Le record de vitesse que vient d’établir le NICT dépasse largement tous les standards industriels
Infographie : NICT
Cette performance ouvre la voie à un Internet à vitesse décuplée par rapport aux installations actuelles, et pourrait justifier de nouveaux investissements massifs dans l’infrastructure transcontinentale d’Internet.
Une prouesse prête pour l’industrialisation
Comme dans le secteur des biotechs ou de l’énergie, les innovations télécoms sont nombreuses à ne jamais quitter le stade du laboratoire. Beaucoup d’idées prometteuses ne sont tout simplement pas exploitables dans les conditions réelles et restent pour toujours au stade de perspectives.
Il est donc particulièrement intéressant de constater que les chercheurs du NICT ont réalisé leur expérience en gardant en tête – sur de nombreux aspects – les contraintes industrielles et économiques.
Un exploit avant tout technologique
Bien entendu, l’exploit est avant tout technologique. Pour transmettre les données à cette vitesse inédite, la nouvelle fibre optique embarque quatre faisceaux par câble, contre un seul pour les fibres traditionnelles.

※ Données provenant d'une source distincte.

impl KeyringZkpg {
    /// Orchestrator with the default configuration plus `options.config`.
    pub fn new(
        suite: Arc<dyn EcCryptoSuite>,
        backend: Arc<dyn ProvingBackend>,
        options: KeyringZkpgOptions,
    ) -> Self {
        Self::with_config(KeyringZkpgConfig::default(), suite, backend, options)
    }

    /// Orchestrator with `base` plus `options.config`.
    pub fn with_config(
        base: KeyringZkpgConfig,
        suite: Arc<dyn EcCryptoSuite>,
        backend: Arc<dyn ProvingBackend>,
        options: KeyringZkpgOptions,
    ) -> Self {
        let config = base.with_overrides(options.config);
        let scheme: Arc<dyn AuthorisationScheme> = match options.scheme {
            Some(scheme) => scheme,
            None => Arc::new(ReferenceScheme),
        };
        let client = reqwest::Client::new();
        let storage = Arc::new(match options.cache_dir {
            Some(dir) => ArtifactStorage::new(dir),
            None => ArtifactStorage::open_default(),
        });
        let source = Arc::new(HttpArtifactSource::with_client(client.clone()));
        let fetcher = ArtifactFetcher::new(storage, source, config.zk_artifacts.clone());
        let server_clock: Option<Arc<dyn ServerClock>> = if options.use_local_time {
            None
        } else {
            Some(Arc::new(HttpServerClock::new(
                client,
                config.server_time_endpoint.clone(),
            )))
        };
        tracing::debug!(
            suite = suite.name(),
            scheme = scheme.name(),
            backend = backend.name(),
            use_local_time = options.use_local_time,
            "keyring-zkpg constructed"
        );
        Self {
            local_clock: LocalClock::new(config.time_buffer_ms),
            suite,
            scheme,
            backend,
            config,
            debug: options.debug,
            fetcher,
            status: Mutex::new(StatusMachine::new()),
            server_clock,
        }
    }

    /// Construct and begin prefetching on the current tokio runtime.
    ///
    /// Outside a runtime no prefetch is started; the first proof request
    /// loads the artifacts instead.
    pub fn start(
        suite: Arc<dyn EcCryptoSuite>,
        backend: Arc<dyn ProvingBackend>,
        options: KeyringZkpgOptions,
    ) -> Arc<Self> {
        let zkpg = Arc::new(Self::new(suite, backend, options));
        match tokio::runtime::Handle::try_current() {
            Ok(handle) => {
                let task = zkpg.clone();
                handle.spawn(async move {
                    if let Err(e) = task.prefetch().await {
                        tracing::warn!(error = %e, "background artifact prefetch failed");
                    }
                });
            }
            Err(_) => tracing::debug!("no tokio runtime, skipping background prefetch"),
        }
        zkpg
    }

    /// The process-wide instance, created by the first call.
    ///
    /// Arguments of later calls are ignored.
    pub fn get_instance(
        suite: Arc<dyn EcCryptoSuite>,
        backend: Arc<dyn ProvingBackend>,
        options: KeyringZkpgOptions,
    ) -> Arc<Self> {
        let mut created = false;
        let instance = INSTANCE.get_or_init(|| {
            created = true;
            Self::start(suite, backend, options)
        });
        if !created {
            tracing::debug!("returning existing keyring-zkpg instance");
        }
        instance.clone()
    }

    /// Effective configuration.
    pub fn config(&self) -> &KeyringZkpgConfig {
        &self.config
    }

    /// The persistent artifact cache.
    pub fn storage(&self) -> &Arc<ArtifactStorage> {
        self.fetcher.storage()
    }

    /// Number of network download batches started so far.
    pub fn download_batches(&self) -> u64 {
        self.fetcher.download_batches()
    }

    /// Current status.
    pub fn status(&self) -> ZkpgStatus {
        self.status.lock().current().clone()
    }

    /// Receive every status change.
    pub fn subscribe(&self) -> watch::Receiver<ZkpgStatus> {
        self.status.lock().subscribe()
    }

    fn step(&self, message: &str) {
        if self.debug {
            tracing::info!(step = message, "keyring-zkpg");
        } else {
            tracing::debug!(step = message, "keyring-zkpg");
        }
    }

    /// Load the proving artifacts from cache or network.
    ///
    /// Joins a prefetch already in progress. Settles to `idle` on success
    /// if no proof started meanwhile, or to `error` on failure.
    pub async fn prefetch(&self) -> Result<(), ZkpgError> {
        let entered = self.status.lock().transition(ZkpgStatus::PrefetchingFiles).is_ok();
        self.step("prefetching artifacts");
        match self.fetcher.fetch().await {
            Ok(artifacts) => {
                if entered {
                    self.status
                        .lock()
                        .transition_if(StatusKind::PrefetchingFiles, ZkpgStatus::Idle);
                }
                tracing::info!(bytes = artifacts.byte_len(), "ZK artifacts ready");
                Ok(())
            }
            Err(ArtifactError::Cancelled) => Err(ArtifactError::Cancelled.into()),
            Err(e) => {
                let err = ZkpgError::from(e);
                tracing::error!(error = %err, "artifact prefetch failed");
                self.status.lock().transition_if(
                    StatusKind::PrefetchingFiles,
                    ZkpgStatus::Error {
                        reason: err.to_string(),
                    },
                );
                Err(err)
            }
        }
    }

    /// Generate the authorisation proof for `input`.
    ///
    /// The proof and blinded message follow the configured
    /// [`AuthorisationScheme`]. With the default [`ReferenceScheme`] they
    /// are only accepted by the mock backend and matching local issuers.
    pub async fn generate_proof(
        &self,
        input: &KeyringZkpgInput,
    ) -> Result<KeyringZkpgOutput, ZkpgError> {
        self.status.lock().begin_proof()?;
        let slot = ProofSlot {
            status: &self.status,
            done: false,
        };
        let result = self.prove(input).await;
        match &result {
            Ok(_) => slot.finish(Ok(())),
            Err(e) => {
                tracing::error!(
                    error = %e,
                    wallet = %input.trading_wallet,
                    "proof generation failed"
                );
                slot.finish(Err(e.to_string()));
            }
        }
        result
    }

    async fn prove(&self, input: &KeyringZkpgInput) -> Result<KeyringZkpgOutput, ZkpgError> {
        input.validate()?;
        let suite = self.suite.as_ref();
        let policy = &input.policy;
        let policy_id = policy.onchain_policy_id();
        let key = RsaPublicKey::from_schema(policy.require_public_key()?)?;
        let regime = RegimeKey::from_schema(policy.require_regime_key()?, suite)?;
        let cost = policy
            .cost_for_chain(input.chain_id)
            .ok_or(ZkpgError::UnsupportedChain {
                policy_id,
                chain_id: input.chain_id,
            })?;

        self.step("resolving server time");
        let now_ms = resolve_now_ms(self.server_clock.as_deref(), &self.local_clock).await;
        let valid_until = valid_until_secs(now_ms, policy.duration);

        self.step("building witness");
        let witness = AuthorisationWitness::build(
            suite,
            self.scheme.as_ref(),
            WitnessRequest {
                trader: input.trading_wallet.clone(),
                policy_id,
                chain_id: input.chain_id,
                valid_until,
                cost,
                key,
                regimes: PolicyRegimes::single(regime),
            },
            &mut OsRng,
        )?;
        let inputs = self.scheme.circuit_inputs(&witness, suite);

        self.step("loading circuit setup");
        let setup = CircuitSetup::new(self.fetcher.fetch().await?);

        self.step("running full prove");
        let output = self
            .backend
            .full_prove(&setup, &inputs)
            .await?
            .ok_or(ZkpgError::EmptyProof)?;

        let expected = to_decimal(witness.blinded_message().value());
        let index = self.scheme.blinded_message_signal();
        match output.public_signals.get(index) {
            Some(signal) if *signal == expected => {}
            other => {
                return Err(ZkpgError::OutputMismatch(format!(
                    "public signal {index} is {other:?}, expected the blinded message"
                )))
            }
        }

        let proof = output.proof.hexlify()?;
        tracing::info!(
            policy_id,
            chain_id = input.chain_id,
            valid_until,
            circuit = %setup.fingerprint(),
            "authorisation proof generated"
        );
        Ok(KeyringZkpgOutput {
            proof,
            public_signals: output.public_signals,
            witness,
        })
    }

    /// Unblind and verify `blinded_signature`, then build the calldata.
    pub fn create_credential_update_calldata(
        &self,
        blinded_signature: &str,
        input: &KeyringZkpgInput,
        output: &KeyringZkpgOutput,
    ) -> Result<CredentialUpdateCalldata, ZkpgError> {
        let message = output.witness.message();
        if message.trader != input.trading_wallet
            || message.chain_id != input.chain_id
            || message.policy_id != input.policy.onchain_policy_id()
        {
            return Err(ZkpgError::OutputMismatch(
                "proof output was generated for a different wallet, chain or policy".to_string(),
            ));
        }

        let key = &message.key;
        let blinded = key.element(parse_decimal("blindedSignature", blinded_signature)?)?;
        let signature = key
            .unblind_verified(
                output.witness.digest(),
                &blinded,
                output.witness.blinding_factor(),
            )
            .map_err(|e| match e {
                CryptoError::VerificationFailed => {
                    tracing::warn!(
                        wallet = %message.trader,
                        "blinded signature failed verification"
                    );
                    ZkpgError::InvalidBlindedSignature
                }
                other => other.into(),
            })?;

        Ok(CredentialUpdateCalldata {
            trader: message.trader.clone(),
            policy_id: message.policy_id,
            chain_id: message.chain_id,
            valid_until: message.valid_until,
            cost: message.cost,
            key: key.modulus_hex(),
            signature: signature.to_padded_hex(key)?,
            backdoor: bytes_to_hex(&message.backdoor),
        })
    }

    /// Abort any in-flight artifact fetch and reset to `idle`.
    ///
    /// The persistent cache is left untouched.
    pub fn cleanup(&self) {
        let cancelled = self.fetcher.cancel();
        self.status.lock().reset();
        tracing::info!(cancelled_fetch = cancelled, "keyring-zkpg cleaned up");
    }
}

Pour maximiser la bande passante, la lumière est décomposée en pas moins de 552 longueurs d’ondes différentes qui se déplacent simultanément dans la fibre avec un système complexe de « retard artificiel » pour synchroniser l’ensemble des photons. Tous les 70 kilomètres, des amplificateurs dopés au thulium et à l’erbium captent et réémettent le signal dans un nouveau segment de fibre, permettant à la vitesse d’être maintenue sur de longues distances.

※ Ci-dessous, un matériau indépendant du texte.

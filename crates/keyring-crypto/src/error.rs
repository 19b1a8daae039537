//! Errors raised by credential cryptography.

use keyring_core::ValidationError;
use thiserror::Error;

/// Cryptographic failures.
#[derive(Error, Debug, Clone, PartialEq, Eq)]
pub enum CryptoError {
    /// Malformed input value.
    #[error(transparent)]
    Validation(#[from] ValidationError),

    /// RSA key parameters are unusable.
    #[error("invalid RSA key: {0}")]
    InvalidKey(String),

    /// Element is not invertible modulo the RSA modulus.
    #[error("value is not invertible modulo n")]
    NotInvertible,

    /// Group element is not reduced modulo the RSA modulus.
    #[error("group element out of range for modulus")]
    OutOfRange,

    /// Point is not a valid subgroup element.
    #[error("invalid curve point: {0}")]
    InvalidPoint(String),

    /// The unblinded signature does not verify against the message.
    #[error("signature verification failed")]
    VerificationFailed,
}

Un amplificateur de signal
Crédit : NICT
Malgré la complexité accrue des installations électroniques en bout de chaîne et des amplificateurs de signal, les nouveaux câbles ont le même diamètre externe que ceux utilisés dans les installations actuelles. Il sera donc possible de les installer en remplacement des fibres déjà tirées. En effet, les mêmes équipements de pose pourront être utilisés et le plus gros des infrastructures réutilisé.
En outre, même si cette nouvelle fibre ultra haut débit nécessite des amplificateurs relativement rapprochés, le principe de fibre optique « active » n’est pas nouveau. Dans les installations de très longue distance – comme les câbles transocéaniques – les opérateurs ont déjà pris l’habitude d’installer des dizaines d’amplificateurs de signal. Seules les lignes dont la distance ne dépasse pas les quelques centaines de kilomètres sont aujourd’hui câblées avec des fibres totalement passives (sans amplificateurs).
Intégrer ces modules tous les 70 kilomètres ne présentera donc pas de difficulté majeure – et l’expérience du NICT a montré que les tronçons peuvent être mis bout à bout sur plusieurs milliers de kilomètres sans nuire à la vitesse de transfert du système.
Quel impact pour l’Internet mondial ?
Toute amélioration des vitesses de transmission de données est bonne à prendre.
L’année dernière, lorsque la moitié de l’humanité s’est confinée, l’usage de bande passante internet a littéralement explosé… sans pour autant que le réseau mondial ne s’effondre. Comment un tel changement dans nos comportements a-t-il pu avoir lieu sans que nos infrastructures ne soient débordées ? La prouesse n’a rien d’un miracle : c’est le résultat d’un effort continu des industriels pour anticiper l’augmentation de la demande.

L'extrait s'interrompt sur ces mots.